TASK MATERIAL ->
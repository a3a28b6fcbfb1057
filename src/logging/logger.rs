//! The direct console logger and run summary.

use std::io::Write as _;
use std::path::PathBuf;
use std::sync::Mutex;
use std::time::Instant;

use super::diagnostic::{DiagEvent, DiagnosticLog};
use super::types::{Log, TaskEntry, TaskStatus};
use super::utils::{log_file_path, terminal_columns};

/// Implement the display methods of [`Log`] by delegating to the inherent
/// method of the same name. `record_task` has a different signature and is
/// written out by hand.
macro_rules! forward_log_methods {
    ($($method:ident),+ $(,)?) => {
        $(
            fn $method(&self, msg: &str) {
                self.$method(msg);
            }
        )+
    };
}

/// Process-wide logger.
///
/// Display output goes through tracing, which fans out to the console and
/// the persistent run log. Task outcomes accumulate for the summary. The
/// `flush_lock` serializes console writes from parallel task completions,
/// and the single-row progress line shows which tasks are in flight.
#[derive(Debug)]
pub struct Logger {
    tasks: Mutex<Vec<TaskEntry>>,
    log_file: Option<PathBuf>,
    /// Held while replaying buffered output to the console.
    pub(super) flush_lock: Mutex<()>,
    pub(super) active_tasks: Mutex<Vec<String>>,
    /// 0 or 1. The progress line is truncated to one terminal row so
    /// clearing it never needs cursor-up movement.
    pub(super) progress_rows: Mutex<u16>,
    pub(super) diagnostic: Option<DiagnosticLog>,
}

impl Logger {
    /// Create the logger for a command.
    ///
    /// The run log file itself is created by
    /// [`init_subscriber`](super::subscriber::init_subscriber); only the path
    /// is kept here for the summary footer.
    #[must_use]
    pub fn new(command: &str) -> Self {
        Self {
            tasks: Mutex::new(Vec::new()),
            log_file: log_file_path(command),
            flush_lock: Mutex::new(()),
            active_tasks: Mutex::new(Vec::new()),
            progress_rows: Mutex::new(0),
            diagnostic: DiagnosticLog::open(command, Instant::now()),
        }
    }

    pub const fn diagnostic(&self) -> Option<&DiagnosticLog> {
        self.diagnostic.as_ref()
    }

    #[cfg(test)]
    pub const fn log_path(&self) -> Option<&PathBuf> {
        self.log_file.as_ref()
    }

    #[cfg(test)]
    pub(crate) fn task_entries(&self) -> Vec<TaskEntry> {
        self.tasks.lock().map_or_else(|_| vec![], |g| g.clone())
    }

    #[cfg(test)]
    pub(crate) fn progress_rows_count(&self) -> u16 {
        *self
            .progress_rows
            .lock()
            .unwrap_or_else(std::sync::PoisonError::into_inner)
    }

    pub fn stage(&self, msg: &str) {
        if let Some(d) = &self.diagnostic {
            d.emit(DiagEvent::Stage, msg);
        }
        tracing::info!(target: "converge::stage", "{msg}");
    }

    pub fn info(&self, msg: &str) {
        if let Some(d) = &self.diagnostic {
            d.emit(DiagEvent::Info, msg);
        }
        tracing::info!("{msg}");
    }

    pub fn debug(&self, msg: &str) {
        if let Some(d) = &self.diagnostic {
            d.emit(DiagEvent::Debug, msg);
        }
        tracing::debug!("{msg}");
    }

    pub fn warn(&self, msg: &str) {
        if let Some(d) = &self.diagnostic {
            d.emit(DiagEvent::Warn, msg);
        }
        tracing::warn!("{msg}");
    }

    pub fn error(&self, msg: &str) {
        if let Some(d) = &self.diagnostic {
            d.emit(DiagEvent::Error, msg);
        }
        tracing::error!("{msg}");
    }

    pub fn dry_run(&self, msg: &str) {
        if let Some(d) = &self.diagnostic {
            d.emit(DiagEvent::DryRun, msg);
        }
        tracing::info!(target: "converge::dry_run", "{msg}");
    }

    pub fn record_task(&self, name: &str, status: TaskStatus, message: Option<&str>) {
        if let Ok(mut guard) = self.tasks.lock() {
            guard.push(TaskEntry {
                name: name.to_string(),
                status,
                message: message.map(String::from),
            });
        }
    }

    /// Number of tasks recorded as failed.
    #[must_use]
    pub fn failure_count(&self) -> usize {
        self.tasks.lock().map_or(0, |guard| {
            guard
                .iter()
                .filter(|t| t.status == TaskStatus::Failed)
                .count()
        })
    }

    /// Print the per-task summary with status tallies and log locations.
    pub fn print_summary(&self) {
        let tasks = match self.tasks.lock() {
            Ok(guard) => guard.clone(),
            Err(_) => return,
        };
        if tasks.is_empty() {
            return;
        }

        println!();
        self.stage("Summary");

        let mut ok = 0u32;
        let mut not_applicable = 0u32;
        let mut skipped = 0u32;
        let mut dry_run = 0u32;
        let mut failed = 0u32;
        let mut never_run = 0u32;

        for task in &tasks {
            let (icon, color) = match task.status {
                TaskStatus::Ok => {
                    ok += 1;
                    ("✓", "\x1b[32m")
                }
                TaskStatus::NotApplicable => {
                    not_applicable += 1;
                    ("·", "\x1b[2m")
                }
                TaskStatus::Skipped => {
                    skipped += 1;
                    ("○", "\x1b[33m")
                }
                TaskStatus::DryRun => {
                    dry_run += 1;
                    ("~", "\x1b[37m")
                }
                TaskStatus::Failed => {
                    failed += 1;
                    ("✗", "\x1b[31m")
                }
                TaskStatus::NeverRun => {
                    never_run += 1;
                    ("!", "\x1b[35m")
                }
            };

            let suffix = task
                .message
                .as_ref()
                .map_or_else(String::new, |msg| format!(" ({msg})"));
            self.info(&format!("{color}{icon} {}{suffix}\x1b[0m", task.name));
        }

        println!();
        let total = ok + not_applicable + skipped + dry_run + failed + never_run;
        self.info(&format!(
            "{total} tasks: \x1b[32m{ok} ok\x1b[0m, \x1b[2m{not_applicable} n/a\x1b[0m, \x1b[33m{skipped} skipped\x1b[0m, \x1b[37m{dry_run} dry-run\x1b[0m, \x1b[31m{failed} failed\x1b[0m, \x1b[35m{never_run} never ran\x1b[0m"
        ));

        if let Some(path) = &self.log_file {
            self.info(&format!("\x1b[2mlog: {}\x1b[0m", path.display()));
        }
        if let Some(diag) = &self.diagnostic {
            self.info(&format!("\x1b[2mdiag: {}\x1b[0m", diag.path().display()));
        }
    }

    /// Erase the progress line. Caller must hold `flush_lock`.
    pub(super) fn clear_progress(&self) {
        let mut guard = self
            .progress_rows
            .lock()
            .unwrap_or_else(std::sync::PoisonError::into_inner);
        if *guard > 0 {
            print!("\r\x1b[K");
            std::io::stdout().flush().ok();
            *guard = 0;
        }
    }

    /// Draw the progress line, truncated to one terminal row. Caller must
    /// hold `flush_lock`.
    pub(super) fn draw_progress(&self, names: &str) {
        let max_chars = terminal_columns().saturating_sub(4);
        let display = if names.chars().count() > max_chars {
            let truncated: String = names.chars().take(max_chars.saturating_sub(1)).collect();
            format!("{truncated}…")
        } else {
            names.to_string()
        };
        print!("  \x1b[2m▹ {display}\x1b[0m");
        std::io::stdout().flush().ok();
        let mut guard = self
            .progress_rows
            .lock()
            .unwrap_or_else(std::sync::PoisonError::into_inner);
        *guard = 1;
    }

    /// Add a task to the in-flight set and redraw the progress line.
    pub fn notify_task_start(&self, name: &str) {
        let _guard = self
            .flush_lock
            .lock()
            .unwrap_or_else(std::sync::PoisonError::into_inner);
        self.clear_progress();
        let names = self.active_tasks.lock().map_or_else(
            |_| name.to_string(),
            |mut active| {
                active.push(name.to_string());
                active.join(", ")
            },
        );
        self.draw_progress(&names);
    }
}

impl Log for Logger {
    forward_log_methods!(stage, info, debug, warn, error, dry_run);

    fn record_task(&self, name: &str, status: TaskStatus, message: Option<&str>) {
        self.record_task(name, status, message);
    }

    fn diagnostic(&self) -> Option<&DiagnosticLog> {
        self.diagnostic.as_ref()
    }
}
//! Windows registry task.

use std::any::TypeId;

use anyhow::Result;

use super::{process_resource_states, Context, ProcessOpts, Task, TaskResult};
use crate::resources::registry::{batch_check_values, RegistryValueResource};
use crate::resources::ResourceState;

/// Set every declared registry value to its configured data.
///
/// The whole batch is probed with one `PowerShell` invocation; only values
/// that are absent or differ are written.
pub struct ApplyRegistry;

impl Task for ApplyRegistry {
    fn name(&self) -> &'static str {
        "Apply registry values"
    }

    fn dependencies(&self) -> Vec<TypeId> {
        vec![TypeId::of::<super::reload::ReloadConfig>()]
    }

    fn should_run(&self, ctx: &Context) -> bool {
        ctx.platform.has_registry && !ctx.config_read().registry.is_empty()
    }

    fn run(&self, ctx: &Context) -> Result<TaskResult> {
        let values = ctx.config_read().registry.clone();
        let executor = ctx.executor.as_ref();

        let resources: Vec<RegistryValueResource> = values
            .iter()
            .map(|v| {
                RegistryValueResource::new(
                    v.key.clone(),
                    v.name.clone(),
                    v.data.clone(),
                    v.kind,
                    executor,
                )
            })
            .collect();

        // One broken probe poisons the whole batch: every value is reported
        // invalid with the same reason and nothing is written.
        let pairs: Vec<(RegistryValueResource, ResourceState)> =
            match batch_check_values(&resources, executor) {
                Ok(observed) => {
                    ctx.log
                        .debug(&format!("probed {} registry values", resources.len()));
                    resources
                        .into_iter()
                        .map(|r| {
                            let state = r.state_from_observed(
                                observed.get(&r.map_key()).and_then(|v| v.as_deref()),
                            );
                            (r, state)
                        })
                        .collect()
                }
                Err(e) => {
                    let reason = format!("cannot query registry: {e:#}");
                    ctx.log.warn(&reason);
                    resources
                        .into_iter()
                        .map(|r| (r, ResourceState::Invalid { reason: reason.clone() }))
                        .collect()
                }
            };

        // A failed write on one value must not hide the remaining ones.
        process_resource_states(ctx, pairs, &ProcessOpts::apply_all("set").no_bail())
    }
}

TASK TO CARRY OUT -> Only lines that contain "command" are needed, so copy each of them from the data.

TASK RESULT ->
    /// Create the logger for a command.
    pub fn new(command: &str) -> Self {
            log_file: log_file_path(command),
            diagnostic: DiagnosticLog::open(command, Instant::now()),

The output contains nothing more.